In many environments such as wastewater and sewage treatment plants, as well as in agricultural and industrial areas, bacteria often encounter a complex mix of low levels of many different antibiotics, biocides, and heavy metals (25, 5458), and it is therefore important to investigate how these substances interact in terms of their combined selection potential. To study this combination effect, competitions were performed with several different combinations of low levels of (i) two different antibiotics (trimethoprim and erythromycin), (ii) one antibiotic and one heavy metal (tetracycline and arsenic), or (iii) two different antibiotics (tetracycline and trimethoprim) and a heavy metal (arsenic). In competitions i and iii, we used three concentrations close to the MSC of each compound and then performed competitions at all possible combinations of the three concentrations. For trimethoprim and erythromycin, this resulted in 9 different combinations (Fig. 2A), while for tetracycline, trimethoprim, and arsenic, 27 different combinations were investigated (Fig. 2C). The concentrations were normalized to the MSC of each compound, and the normalized concentrations were then summarized for each combination. If we assume that the selection effects of the compounds are additive, we would expect that a total normalized concentration value of 1 should give a selection coefficient of zero. In competition ii, the concentration of arsenic was kept constant while the concentration of tetracycline was varied.

FIG 2 .

FIG 2 

Selection coefficients as a function of antibiotic and heavy metal concentrations during competition experiments between resistant strains carrying the pUUH239.2 plasmid and susceptible plasmid-free strains. (A) Competitions in the presence of combinations of trimethoprim and erythromycin. The total normalized concentration is the sum of the two normalized concentrations, where the concentration of each compound was first normalized to its respective MSC. Data can be found in Table S4 in the supplemental material. (B) Competitions in the presence of combinations of arsenic and tetracycline. These competitions were performed in LB medium, explaining why the selection coefficients of tetracycline in this experiment were different from the values in Fig. 1A, where Mueller-Hinton medium was used. Data can be found in Table S5. The differences in MSC with and without arsenic were significant (P value = 0.0001 in a paired t test). (C) Competitions in the presence of combinations of arsenic, tetracycline, and trimethoprim. The total normalized concentration is the sum of all normalized concentrations, where the concentration of each compound was first normalized to its respective MSC. Data can be found in Table S6. Standard deviations are indicated.

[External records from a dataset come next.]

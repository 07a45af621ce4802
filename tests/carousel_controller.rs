mod common;

use std::sync::Arc;
use std::time::Duration;

use buildchem::schedule::{TimerQueue, TimerSink};
use buildchem::ui::carousel::{
    Breakpoints, CarouselController, CarouselPhase, CarouselView, TimerRole,
};
use common::{carousel, letters, timing};
use parking_lot::Mutex;

fn ms(value: u64) -> Duration {
    Duration::from_millis(value)
}

fn advance(
    queue: &TimerQueue,
    controller: &mut CarouselController<String, TimerQueue>,
    by_ms: u64,
) {
    queue.advance(ms(by_ms), &mut [controller]);
}

#[test]
fn autoplay_walks_the_window_then_wraps() {
    let (queue, mut c) = carousel("ABCDE", 3);
    assert_eq!(c.phase(), CarouselPhase::Carousel);
    assert_eq!(c.view().max_index, 2);
    assert_eq!(c.current_index(), 0);

    advance(&queue, &mut c, 4000);
    assert_eq!(c.current_index(), 1);
    advance(&queue, &mut c, 4000);
    assert_eq!(c.current_index(), 2);
    advance(&queue, &mut c, 4000);
    assert_eq!(c.current_index(), 0);
}

#[test]
fn nothing_moves_before_the_interval() {
    let (queue, mut c) = carousel("ABCDE", 3);
    advance(&queue, &mut c, 3999);
    assert_eq!(c.current_index(), 0);
    advance(&queue, &mut c, 1);
    assert_eq!(c.current_index(), 1);
}

#[test]
fn go_to_holds_autoplay_for_the_resume_delay() {
    let (queue, mut c) = carousel("ABCDE", 3);
    advance(&queue, &mut c, 2000);

    c.go_to(1);
    assert_eq!(c.current_index(), 1);
    assert!(matches!(c.active_timer(), Some((_, TimerRole::Resume))));

    // The autoplay deadline at 4000 was cancelled.
    advance(&queue, &mut c, 2000);
    assert_eq!(c.current_index(), 1);

    // Resume fires at 7000 and only re-arms autoplay.
    advance(&queue, &mut c, 3000);
    assert_eq!(c.current_index(), 1);
    assert!(matches!(c.active_timer(), Some((_, TimerRole::Autoplay))));

    advance(&queue, &mut c, 3999);
    assert_eq!(c.current_index(), 1);
    advance(&queue, &mut c, 1);
    assert_eq!(c.current_index(), 2);
}

#[test]
fn later_navigation_supersedes_the_pending_resume() {
    let (queue, mut c) = carousel("ABCDE", 3);
    c.go_to(1);
    advance(&queue, &mut c, 3000);
    c.go_to(2);
    assert_eq!(queue.pending(), 1);

    // The first resume would have fired at 5000.
    advance(&queue, &mut c, 2000);
    assert!(matches!(c.active_timer(), Some((_, TimerRole::Resume))));

    advance(&queue, &mut c, 3000);
    assert!(matches!(c.active_timer(), Some((_, TimerRole::Autoplay))));
    advance(&queue, &mut c, 4000);
    assert_eq!(c.current_index(), 0);
}

#[test]
fn stale_timer_id_is_ignored() {
    let (queue, mut c) = carousel("ABCDE", 3);
    let (old, _) = c.active_timer().unwrap();
    c.go_to(2);
    c.on_timer(old);
    assert_eq!(c.current_index(), 2);
    assert!(matches!(c.active_timer(), Some((_, TimerRole::Resume))));
    assert!(!queue.is_pending(old));
}

#[test]
fn arrows_clamp_at_the_edges() {
    let (_queue, mut c) = carousel("ABCDE", 3);
    c.previous();
    assert_eq!(c.current_index(), 0);
    assert!(!c.view().previous_enabled);

    c.next();
    c.next();
    c.next();
    assert_eq!(c.current_index(), 2);
    assert!(!c.view().next_enabled);
    assert!(c.view().previous_enabled);
}

#[test]
fn go_to_past_the_end_clamps() {
    let (_queue, mut c) = carousel("ABCDE", 3);
    c.go_to(99);
    assert_eq!(c.current_index(), 2);
}

#[test]
fn paused_ticks_do_not_move_and_keep_the_schedule() {
    let (queue, mut c) = carousel("ABCDE", 3);
    c.set_paused(true);
    advance(&queue, &mut c, 8000);
    assert_eq!(c.current_index(), 0);
    assert!(matches!(c.active_timer(), Some((_, TimerRole::Autoplay))));

    c.set_paused(false);
    advance(&queue, &mut c, 4000);
    assert_eq!(c.current_index(), 1);
}

#[test]
fn unpausing_does_not_restart_the_interval() {
    let (queue, mut c) = carousel("ABCDE", 3);
    advance(&queue, &mut c, 3000);
    c.set_paused(true);
    c.set_paused(false);
    advance(&queue, &mut c, 1000);
    assert_eq!(c.current_index(), 1);
}

#[test]
fn shrinking_the_window_reclamps_the_index() {
    let (_queue, mut c) = carousel("ABCDEFGHIJ", 1);
    c.go_to(9);
    assert_eq!(c.current_index(), 9);

    c.set_items_per_view(3);
    assert_eq!(c.view().max_index, 7);
    assert_eq!(c.current_index(), 7);
}

#[test]
fn page_count_change_restarts_autoplay() {
    let (queue, mut c) = carousel("ABCDE", 3);
    advance(&queue, &mut c, 3000);
    let (before, _) = c.active_timer().unwrap();

    c.set_items_per_view(2);
    let (after, role) = c.active_timer().unwrap();
    assert_ne!(before, after);
    assert_eq!(role, TimerRole::Autoplay);
    assert_eq!(queue.pending(), 1);

    advance(&queue, &mut c, 1000);
    assert_eq!(c.current_index(), 0);
    advance(&queue, &mut c, 3000);
    assert_eq!(c.current_index(), 1);
}

#[test]
fn viewport_width_picks_items_per_view() {
    let (_queue, mut c) = carousel("ABCDE", 1);
    c.set_viewport_width(700);
    assert_eq!(c.view().items_per_view, 2);
    c.set_viewport_width(1280);
    assert_eq!(c.view().items_per_view, 3);
    c.set_viewport_width(320);
    assert_eq!(c.view().items_per_view, 1);
}

#[test]
fn growing_into_static_cancels_the_timer() {
    let (queue, mut c) = carousel("ABCDE", 3);
    c.go_to(2);
    c.set_items_per_view(5);
    assert_eq!(c.phase(), CarouselPhase::Static);
    assert_eq!(c.current_index(), 0);
    assert!(c.active_timer().is_none());
    assert_eq!(queue.pending(), 0);
}

#[test]
fn empty_collection_has_no_timer() {
    let (queue, mut c) = carousel("", 3);
    assert_eq!(c.phase(), CarouselPhase::Empty);
    assert!(c.active_timer().is_none());
    assert_eq!(queue.pending(), 0);

    c.go_to(2);
    c.tick();
    c.next();
    assert_eq!(c.current_index(), 0);
    assert_eq!(queue.pending(), 0);
}

#[test]
fn static_collection_shows_everything_without_controls() {
    let (queue, mut c) = carousel("AB", 3);
    assert_eq!(c.phase(), CarouselPhase::Static);
    assert_eq!(c.state().visible_items(), letters("AB").as_slice());

    let view = c.view();
    assert!(!view.show_controls);
    assert!(view.dots.is_empty());
    assert!(view.position_label.is_none());
    assert!(c.active_timer().is_none());

    c.go_to(1);
    assert_eq!(c.current_index(), 0);
    assert_eq!(queue.pending(), 0);
}

#[test]
fn loading_until_items_arrive() {
    let queue = TimerQueue::manual();
    let mut c: CarouselController<String, _> =
        CarouselController::new(queue.clone(), timing(4000, 5000), Breakpoints::default());
    assert_eq!(c.phase(), CarouselPhase::Loading);
    c.tick();
    assert_eq!(queue.pending(), 0);

    c.set_items_per_view(2);
    c.set_items(letters("ABC"));
    assert_eq!(c.phase(), CarouselPhase::Carousel);
    assert_eq!(queue.pending(), 1);
}

#[test]
fn reload_resets_to_the_start() {
    let (_queue, mut c) = carousel("ABCDE", 3);
    c.go_to(2);
    c.set_items(letters("VWXYZ"));
    assert_eq!(c.current_index(), 0);
}

#[test]
fn index_stays_in_bounds_across_mixed_events() {
    let (queue, mut c) = carousel("ABCDEFG", 2);
    for step in 0..200u64 {
        match step % 7 {
            0 => c.next(),
            1 => advance(&queue, &mut c, 2500),
            2 => c.set_items_per_view((step % 5) as usize + 1),
            3 => c.go_to((step * 3) as usize),
            4 => c.set_paused(step % 2 == 0),
            5 => c.previous(),
            _ => advance(&queue, &mut c, 5000),
        }
        let view = c.view();
        assert!(
            view.current_index <= view.max_index,
            "step {step}: {view:?}"
        );
        assert!(queue.pending() <= 1);
    }
}

#[test]
fn subscribers_see_each_change() {
    let (queue, mut c) = carousel("ABCDE", 3);
    let seen: Arc<Mutex<Vec<CarouselView>>> = Arc::default();
    let sink = seen.clone();
    c.subscribe(move |view| sink.lock().push(view.clone()));

    advance(&queue, &mut c, 4000);
    c.set_paused(true);
    c.set_paused(true);

    let seen = seen.lock();
    assert_eq!(seen.len(), 2);
    assert_eq!(seen[0].current_index, 1);
    assert!(seen[1].paused);
}

#[test]
fn teardown_cancels_and_ignores_later_events() {
    let (queue, mut c) = carousel("ABCDE", 3);
    let seen = Arc::new(Mutex::new(0usize));
    let counter = seen.clone();
    c.subscribe(move |_| *counter.lock() += 1);

    c.teardown();
    assert!(c.is_torn_down());
    assert_eq!(queue.pending(), 0);

    c.go_to(2);
    c.tick();
    advance(&queue, &mut c, 10_000);
    assert_eq!(c.current_index(), 0);
    assert_eq!(*seen.lock(), 0);
}

#[test]
fn dropping_the_controller_cancels_its_timer() {
    let (queue, c) = carousel("ABCDE", 3);
    assert_eq!(queue.pending(), 1);
    drop(c);
    assert_eq!(queue.pending(), 0);
}

#[test]
fn two_carousels_share_one_queue() {
    let queue = TimerQueue::manual();
    let mut fast =
        CarouselController::new(queue.clone(), timing(1000, 2000), Breakpoints::default());
    let mut slow =
        CarouselController::new(queue.clone(), timing(3000, 3000), Breakpoints::default());
    fast.set_items(letters("ABC"));
    slow.set_items(letters("ABC"));

    queue.advance(ms(3000), &mut [&mut fast, &mut slow]);
    assert_eq!(fast.current_index(), 0);
    assert_eq!(slow.current_index(), 1);
}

The results show that for competition i, these two antibiotics have a synergistic effect at low levels, and when combined, they cause an enrichment of resistance even when the total normalized concentration is below 1 (Fig. 2A; intercept on x axis is <1 MSC).

For combination ii, arsenite at 0.5× MSC was combined with increasing amounts of tetracycline to assess the effect of this combination. The antibiotic and metal together conferred a combination effect where the presence of each substance adds to the total selection coefficient. The presence of the metal resulted in an increase of the selection coefficient by an average of 1.6 ± 0.1 percentage points and a subsequent 20% decrease of the MSC of tetracycline (Fig. 2B). In the third test (iii), the selective potential of a combination of three compounds, arsenite, tetracycline, and trimethoprim, was examined by combining three different concentrations (0.25×, 0.5×, and 1× MSC) of each substance. By plotting the selection coefficient as a function of total normalized concentration, a trend is apparent where the combined effect of each drug leads to a higher selection coefficient (Fig. 2C). However, in contrast to the erythromycin and trimethoprim combination, the selective effect was less than the sum of the MSCs (Fig. 2C, intercept on x axis is >1 MSC).

MSC is conditional and depends on the fitness cost of resistance.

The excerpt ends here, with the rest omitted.